1. Subclinical hyperthyroidism was found to be associated with an increased risk of hip and any fractures in this meta-analysis, but was not associated with spine or nonspine fractures.
2. Subclinical hypothyroidism was not associated with hip, any, spine, or nonspine fracture risk in this meta-analysis.
Evidence Rating Level: 1 (Excellent)
Study Rundown: There is an established association between hyperthyroidism and the risk of osteoporosis and fractures. However, the relationship between subclinical thyroid dysfunction, defined as an abnormal thyroid stimulating hormone (TSH) with a normal free thyroxine (FT4), and fracture risk is less well understood. This study pooled data from 13 prospective studies (70 298 participants) to determine whether subclinical thyroid dysfunction was associated with hip fractures, any fractures, spine fractures, and nonspine fractures. Subclinical hyperthyroidism was found to be associated with hip fracture and overall fracture risk, but not spine or nonspine fracture risk. Subclinical hypothyroidism was not associated with fracture risk in this study.

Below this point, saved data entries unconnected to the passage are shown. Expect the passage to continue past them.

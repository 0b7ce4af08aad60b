//! Mock query executor for testing.
//!
//! Generates deterministic synthetic result sets with configurable size,
//! batching, pacing and failure behavior, so session materialization and the
//! client orchestrator can be exercised without a database.

use super::{ColumnInfo, QueryExecutor, QueryStream, Row, Value};
use crate::error::{PagerError, Result};
use async_trait::async_trait;
use std::time::Duration;

/// A mock executor that yields `row_count` synthetic rows in batches.
///
/// Rows have the shape `(id, status, amount)`: `id` counts up from 1,
/// `status` alternates ACTIVE/INACTIVE (every 5th row NULL), `amount` is a
/// float derived from the id.
pub struct MockQueryExecutor {
    row_count: usize,
    batch_size: usize,
    batch_delay: Option<Duration>,
    fail_after_batches: Option<usize>,
    advertise_total: bool,
}

impl MockQueryExecutor {
    /// Creates a mock executor yielding `row_count` rows in `batch_size` batches.
    pub fn new(row_count: usize, batch_size: usize) -> Self {
        Self {
            row_count,
            batch_size: batch_size.max(1),
            batch_delay: None,
            fail_after_batches: None,
            advertise_total: false,
        }
    }

    /// Sleeps this long before each batch, simulating a slow backend.
    pub fn with_batch_delay(mut self, delay: Duration) -> Self {
        self.batch_delay = Some(delay);
        self
    }

    /// Fails the stream with an execution error after emitting `batches` batches.
    pub fn failing_after(mut self, batches: usize) -> Self {
        self.fail_after_batches = Some(batches);
        self
    }

    /// Reports the total row count up front, enabling inline delivery and
    /// exact progress percentages.
    pub fn with_known_total(mut self) -> Self {
        self.advertise_total = true;
        self
    }

    /// The columns every mock result carries.
    pub fn columns() -> Vec<ColumnInfo> {
        vec![
            ColumnInfo::new("id", "integer"),
            ColumnInfo::new("status", "varchar"),
            ColumnInfo::new("amount", "numeric"),
        ]
    }

    /// Builds the synthetic row for a zero-based index.
    pub fn row_at(index: usize) -> Row {
        let id = (index + 1) as i64;
        let status = if index % 5 == 4 {
            Value::Null
        } else if index % 2 == 0 {
            Value::from("ACTIVE")
        } else {
            Value::from("INACTIVE")
        };
        vec![
            Value::Int(id),
            status,
            Value::Float((id as f64) * 1.5),
        ]
    }
}

#[async_trait]
impl QueryExecutor for MockQueryExecutor {
    async fn execute(&self, sql: &str) -> Result<QueryStream> {
        if sql.trim().is_empty() {
            return Err(PagerError::execution("empty query"));
        }

        let total = self.advertise_total.then_some(self.row_count);
        let (tx, stream) = QueryStream::channel(Self::columns(), total);

        let row_count = self.row_count;
        let batch_size = self.batch_size;
        let batch_delay = self.batch_delay;
        let fail_after = self.fail_after_batches;

        tokio::spawn(async move {
            let mut sent_batches = 0usize;
            let mut index = 0usize;

            while index < row_count {
                if let Some(limit) = fail_after {
                    if sent_batches >= limit {
                        let _ = tx
                            .send(Err(PagerError::execution("mock query failed mid-stream")))
                            .await;
                        return;
                    }
                }

                if let Some(delay) = batch_delay {
                    tokio::time::sleep(delay).await;
                }

                let end = (index + batch_size).min(row_count);
                let batch: Vec<Row> = (index..end).map(MockQueryExecutor::row_at).collect();
                index = end;
                sent_batches += 1;

                if tx.send(Ok(batch)).await.is_err() {
                    // Receiver dropped; the session was cancelled or cleaned up.
                    return;
                }
            }
        });

        Ok(stream)
    }
}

Strengths of this study include the large sample size, thorough analysis of data from each included study, and the use of individual-level data. The participants in this study were predominantly Caucasian females, which may limit the generalizability of the findings. Another weakness of the study is the fact that all participants’ thyroid status was determined at the outset of the included studies and changes would not have been known. Further studies should be performed to understand the clinical implications of the association between subclinical hyperthyroidism and fracture risk and the potential benefits of treating individuals with subclinical hyperthyroidism.
In-Depth [meta-analysis]: This study combined data from 13 prospective studies to perform a meta-analysis to assess the relationship between subclinical thyroid dysfunction and fracture risk in 70 298 participants. Thyroid levels were stratified as euthyroid (TSH 0.45-4.49 mIU/L), subclinical hyperthyroidism (TSH <0.45 with normal FT4 levels), and subclinical hypothyroidism (TSH 4.50-19.99 mIU/L, with normal FT4). The occurance of hip fracture was the primary outcome, while fractures of any location, spine, and nonspine were the secondary outcomes. Subclinical hyperthyroidism was found to be associated with hip fracture risk (HR 1.36, 95%CI 1.13-1.64) and any fracture risk (HR 1.28, 95%CI 1.06-1.53), but not nonspine fractures (HR 1.16, 95%CI 0.95-1.41) or spine fractures (HR 1.52, 95%CI 0.93-2.45). The risk of hip, any, and spine fracture was higher among participants with lower TSH levels. There was no association between subclinical hypothyroidism and fracture risk in this study.